Continuing with the NYT report quoted above, "the results mark a dramatic reversal in trends that began in 2021 when immigration apprehensions hit levels not seen in 20 years and more than 1.5 million people crossed the southern border for the first time. In 2024 was the first time the majority of Americans told Gallup they wanted to see immigration decrease." Polls show a drop in Trump's approval ratings on immigration and mixed to negative response to his hardline policies. American were evenly split over Trump's use of state and local law enforcement officers in its deportation dragnet and over its efforts to offer money and travel funds to undocumented immigrants who leave voluntarily. But the majority of the public disapproved of ending Temporary Protected Status programmes, suspending most asylum applications and increasing Immigration and Customs Enforcement (ICE) raids on job sites where immigrants who are in the United States illegally may be working. One such raid was carried out in a city in Pennsylvania which had a large number of immigrants living and working. The raid drew large number of protesters. To deal with is situation, Trump called in Pennsylvania National Guards and had members of a Marine Corps standing by to assist. The ICE was acting to send out of the country millions of immigrants who had entered illegally.

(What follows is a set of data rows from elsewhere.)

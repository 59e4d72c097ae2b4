//! Regex-based template conversion
//!
//! Each span is rewritten with plain find/replace: holes become `" + (EXPR) + "`,
//! the result is quoted, and a cleanup pass removes empty `""` segments. Every
//! cleanup substitution runs once, left to right. Chains of empty segments are
//! therefore not always fully collapsed: `${x}` on its own stays `"" + (x) + ""`.
//!
//! Multi-line output gets two more substitutions: `"` + `(` collapses to a bare
//! `(` and `)` + `"` is respaced to `) + "`. The first one swallows the closing
//! quote of the literal before a hole, so `Rubric:\n${rubric}` followed by another
//! line becomes `"Rubric:\n(rubric) + "\n"`. Converted files depend on this exact
//! output; [`super::scanner`] is the strategy that keeps literals balanced.

use crate::span::{find_spans, HOLE};
use once_cell::sync::Lazy;
use regex::{Captures, NoExpand, Regex};

/// `"` + `""`: a literal followed by an empty one
static LEADING_EMPTY: Lazy<Regex> =
    Lazy::new(|| Regex::new(r#""\s*\+\s*"""#).expect("cleanup pattern is valid"));

/// `""` + `"`: an empty literal followed by a literal
static TRAILING_EMPTY: Lazy<Regex> =
    Lazy::new(|| Regex::new(r#"""\s*\+\s*""#).expect("cleanup pattern is valid"));

/// `"` + `(`: replaced by a bare `(`
static OPEN_PAREN: Lazy<Regex> =
    Lazy::new(|| Regex::new(r#""\s*\+\s*\("#).expect("cleanup pattern is valid"));

static CLOSE_PAREN: Lazy<Regex> =
    Lazy::new(|| Regex::new(r#"\)\s*\+\s*""#).expect("cleanup pattern is valid"));

/// Convert the content of one template span into a quoted-string expression.
///
/// Content without a newline becomes a single literal, possibly with spliced
/// holes. Content with newlines becomes one `"<line>\n"` segment per non-blank
/// line, joined with ` +`, a line break, and `join_indent`.
pub fn convert_span(content: &str, join_indent: &str) -> String {
    if content.contains('\n') {
        convert_multiline(content, join_indent)
    } else {
        convert_single_line(content)
    }
}

/// Rewrite every template span in `text`. Returns the new text and the number of
/// spans converted.
pub fn convert_text(text: &str, join_indent: &str) -> (String, usize) {
    let spans = find_spans(text);
    let mut out = String::with_capacity(text.len());
    let mut last = 0;

    for span in &spans {
        out.push_str(&text[last..span.range.start]);
        let converted = convert_span(span.content, join_indent);
        tracing::debug!(
            start = span.range.start,
            holes = span.holes().len(),
            multiline = span.is_multiline(),
            "converted template span"
        );
        out.push_str(&converted);
        last = span.range.end;
    }
    out.push_str(&text[last..]);

    (out, spans.len())
}

fn convert_single_line(content: &str) -> String {
    let quoted = format!("\"{}\"", splice_holes(content));
    elide_empty_segments(&quoted)
}

fn convert_multiline(content: &str, join_indent: &str) -> String {
    let segments: Vec<String> = content
        .split('\n')
        .map(splice_holes)
        .filter(|line| !line.trim().is_empty())
        .map(|line| format!("\"{}\\n\"", line))
        .collect();

    if segments.is_empty() {
        return "\"\"".to_string();
    }

    let joined = segments.join(&format!(" +\n{}", join_indent));
    collapse_paren_joins(&elide_empty_segments(&joined))
}

fn splice_holes(line: &str) -> String {
    HOLE.replace_all(line, |caps: &Captures| format!("\" + ({}) + \"", &caps[1]))
        .into_owned()
}

fn elide_empty_segments(text: &str) -> String {
    let text = LEADING_EMPTY.replace_all(text, NoExpand("\""));
    TRAILING_EMPTY
        .replace_all(&text, NoExpand("\""))
        .into_owned()
}

fn collapse_paren_joins(text: &str) -> String {
    let text = OPEN_PAREN.replace_all(text, NoExpand("("));
    CLOSE_PAREN
        .replace_all(&text, NoExpand(") + \""))
        .into_owned()
}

The way Trump and his administration had begun to deal with immigration worried informed people. One person who looked askance at the way Trump was dealing with the arrival of foreigners into the country is Chris Newman, the legal director and general counsel for the National Day Laborer Organizing Network, which represents day labourers across the country. So far, he said, President Trump had expended his powers over immigration through executive orders issued from the White House. "But this is legislation signed into law and gives people an impression of a dense of permanence, which is ominous. No matter what, the large budget increase for ICE will leave a Trump imprint on the American immigration system for years to come," said Newman.
"This is the missing piece in mass deportation that the administration needed," said Andrea Flores, who directed border management National Security Council in President Joe Biden White House. "What this signals is a new level of funding for immigration enforcement nationally that likely changes forever even if Democrats come to power."